In these examples, we'll use artificial data first, and then switch to real data.

Run the code in the following cell, which will create a pair of input data `x_train` and corresponding output data `y_train` for training a classifier.  `x_train` contains the set number of training examples (or instances), with the set number of features. `y_train` contains labels, with the first half `1`, and the second `0`. Our goal is to train a model which takes the input data `x` and map them to one of the two classes `0` or `1` contained in `y`.

In [None]:
#@title Initialize random data
#@markdown Create random data sampled from uniform distribution.
#@markdown Set the desired number of instances
NUM_INSTANCES = 100 #@param {type:'slider', min:0, max:10000, step:100}
#@markdown Set the desired number of features (random from uniform distribution)
NUM_FEATURES = 1000 #@param {type:'slider', min:0, max:10000, step:100}
x_train = np.random.random((NUM_INSTANCES, NUM_FEATURES)) 
y_train = np.zeros((NUM_INSTANCES,)) # Label vector (initialized with 0s)
y_train[:int(NUM_INSTANCES/2)] = 1 # set first half of vector to 1


### Define the model
We define the deep learning model below in a _sequential_ fashion, which means that the single layers are added one after another. Here we use a simple fully-connected model using `Dense` layers. Each feature from the input vector `x_train` is connected to every neuron (called unit) in the following `Dense` layer. In the input layer we must know the shape of our data which will be fed to the network. 

In [None]:
model = Sequential() # We choose a simple sequential model without branching
model.add(InputLayer(input_shape = (NUM_FEATURES,)))
#@markdown Play with the number of neurons
NUM_NEURONS = 256 #@param {type:'integer'}
model.add(Dense(units=NUM_NEURONS, name="Hidden")) 

#@markdown Optionally increase the number of layers.
#model.add(Dense(units=128))
#model.add(Dense(units=64))
model.add(Dense(units=1, activation='sigmoid'))

model.compile(loss='binary_crossentropy', optimizer='adadelta')
model.summary()
# @markdown If only interested in the number of parameters, use this:
# @markdown `print("Model parameters: {0:,}".format(model.count_params()))`

### Training the network

Train the network by executing the following. 
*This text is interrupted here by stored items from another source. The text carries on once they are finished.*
use std::path::Path;

use super::{check_framing, dequantize, pad_byte, padding_len, ExportShape, ExportSpec, NetworkParams};
use crate::error::ExportError;

/// A parsed blob of known shape, as the inference runtime sees it.
#[derive(Debug, Clone, PartialEq)]
pub struct QuantizedNetwork {
    pub shape: ExportShape,
    pub ft_weight: Vec<i16>,
    pub ft_bias: Vec<i16>,
    pub value_weight: Vec<f32>,
    pub value_bias: f32,
    pub policy_weight: Vec<f32>,
    pub policy_bias: Vec<f32>,
}

struct Fields<'a> {
    bytes: &'a [u8],
}

impl<'a> Fields<'a> {
    fn split(&mut self, len: usize) -> &'a [u8] {
        let (head, tail) = self.bytes.split_at(len);
        self.bytes = tail;
        head
    }

    fn i16s(&mut self, count: usize) -> Vec<i16> {
        self.split(count * 2)
            .chunks_exact(2)
            .map(|c| i16::from_le_bytes([c[0], c[1]]))
            .collect()
    }

    fn f32s(&mut self, count: usize) -> Vec<f32> {
        self.split(count * 4)
            .chunks_exact(4)
            .map(|c| f32::from_le_bytes([c[0], c[1], c[2], c[3]]))
            .collect()
    }
}

impl QuantizedNetwork {
    /// Total blob size for `shape`, padding included.
    pub fn expected_len(shape: &ExportShape, spec: &ExportSpec) -> usize {
        let payload = shape.payload_len();
        payload + padding_len(payload, spec.alignment.max(1))
    }

    pub fn from_bytes(
        bytes: &[u8],
        shape: ExportShape,
        spec: &ExportSpec,
    ) -> Result<Self, ExportError> {
        check_framing(spec)?;

        let expected = Self::expected_len(&shape, spec);
        if bytes.len() != expected {
            return Err(ExportError::LengthMismatch {
                expected,
                actual: bytes.len(),
            });
        }

        let payload = shape.payload_len();
        for (i, &found) in bytes[payload..].iter().enumerate() {
            let expected = pad_byte(&spec.pad_pattern, i);
            if found != expected {
                return Err(ExportError::BadPadding {
                    offset: payload + i,
                    expected,
                    found,
                });
            }
        }

        let (input, hidden, outputs) = (shape.input_size, shape.hidden_size, shape.policy_outputs);
        let mut fields = Fields { bytes };

        Ok(Self {
            shape,
            ft_weight: fields.i16s(input * hidden),
            ft_bias: fields.i16s(hidden),
            value_weight: fields.f32s(hidden),
            value_bias: fields.f32s(1)[0],
            policy_weight: fields.f32s(outputs * hidden),
            policy_bias: fields.f32s(outputs),
        })
    }

    pub fn read(path: &Path, shape: ExportShape, spec: &ExportSpec) -> Result<Self, ExportError> {
        Self::from_bytes(&std::fs::read(path)?, shape, spec)
    }

    /// Back to full precision, with the feature transformer divided by `q`.
    pub fn dequantize(&self, q: i32) -> NetworkParams {
        NetworkParams {
            shape: self.shape,
            ft_weight: dequantize(&self.ft_weight, q),
            ft_bias: dequantize(&self.ft_bias, q),
            value_weight: self.value_weight.clone(),
            value_bias: vec![self.value_bias],
            policy_weight: self.policy_weight.clone(),
            policy_bias: self.policy_bias.clone(),
        }
    }
}

#[cfg(test)]
mod tests {
    use super::*;
    use crate::export::export_bytes;

    fn shape() -> ExportShape {
        ExportShape {
            input_size: 6,
            hidden_size: 4,
            policy_outputs: 3,
        }
    }

    fn params() -> NetworkParams {
        let ramp = |n: usize, scale: f32| -> Vec<f32> {
            (0..n).map(|i| (i as f32 - n as f32 / 2.0) * scale).collect()
        };
        NetworkParams {
            shape: shape(),
            ft_weight: ramp(24, 0.25),
            ft_bias: ramp(4, 1.5),
            value_weight: ramp(4, 0.3),
            value_bias: vec![0.125],
            policy_weight: ramp(12, -0.7),
            policy_bias: ramp(3, 2.0),
        }
    }

    #[test]
    fn reads_back_what_was_exported() {
        let spec = ExportSpec {
            ft_q: 181,
            ft_max_weight: 5.48,
            alignment: 64,
            pad_pattern: b"STARWAY".to_vec(),
        };
        let params = params();
        let bytes = export_bytes(&params, &spec).unwrap();

        let network = QuantizedNetwork::from_bytes(&bytes, shape(), &spec).unwrap();
        assert_eq!(network.ft_weight[0], (-3.0f32 * 181.0) as i16);
        assert_eq!(network.value_bias, 0.125);
        assert_eq!(network.policy_weight, params.policy_weight);

        let restored = network.dequantize(spec.ft_q);
        for (a, b) in restored.ft_weight.iter().zip(&params.ft_weight) {
            assert!((a - b).abs() <= 1.0 / 362.0 + 1e-5);
        }
    }

    #[test]
    fn detects_corrupt_padding_and_wrong_length() {
        let spec = ExportSpec {
            ft_q: 181,
            ft_max_weight: 5.48,
            alignment: 64,
            pad_pattern: b"STARWAY".to_vec(),
        };
        let mut bytes = export_bytes(&params(), &spec).unwrap();

        let err = QuantizedNetwork::from_bytes(&bytes[..bytes.len() - 64], shape(), &spec).unwrap_err();
        assert!(matches!(err, ExportError::LengthMismatch { .. }));

        let last = bytes.len() - 1;
        bytes[last] = 0;
        let err = QuantizedNetwork::from_bytes(&bytes, shape(), &spec).unwrap_err();
        assert!(matches!(err, ExportError::BadPadding { found: 0, .. }));
    }
}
Clicking left to the output once will change the display mode from a scrollable field to a full display and back. Double-clicking it collapses it, so it is not so dominant.
In Google Colab, you can savely `x` the output with a click in the top left corner. This removes the printout, but not the cell results.

In [None]:
history = model.fit(x_train, y_train, batch_size=10, epochs=100)
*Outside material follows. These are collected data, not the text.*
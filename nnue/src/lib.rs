pub mod config;
pub mod error;
pub mod export;
pub mod kernels;
pub mod loader;
pub mod network;
pub mod wire;

pub use config::NetConfig;
pub use error::{NnueError, Result};

#[cfg(test)]
mod tests;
### Investigate the "history" object you created
The training stores its history and important parameters in the _history_ parameter we assigned it to. 
* Try out the following commands and inspect the variables.
* Make use of tab completion, e.g. by typing `hidden_layer.` and press `<tab>` 

In [None]:
loss_history = history.history['loss']
print(f'Loss history: {loss_history}')
weights = history.model.get_weights()
hidden_layer = history.model.get_layer("Hidden")
for w in weights:
    print(w.shape)

* We can also display the learning success as measured by the loss by plotting it.

In [None]:
import matplotlib.pyplot as plt
%matplotlib inline

fig,ax = plt.subplots(figsize=(18, 4), dpi= 80, facecolor='w', edgecolor='k')
ax.plot(history.history['loss'])
ax.set_xlabel('Epoch')
ax.set_ylabel('Loss')
ax.grid()
plt.show()

### Interpreting the result
* What can you observe regarding the loss?
* Why is that possible?
* Change the number of training instances to 1000. Assure that the classes are equally frequent again. What can you observe?
* Be reminded that you have to re-create the model to reset the weights. To do this, execute the cell with the model definition (important is the `model.compile()` call)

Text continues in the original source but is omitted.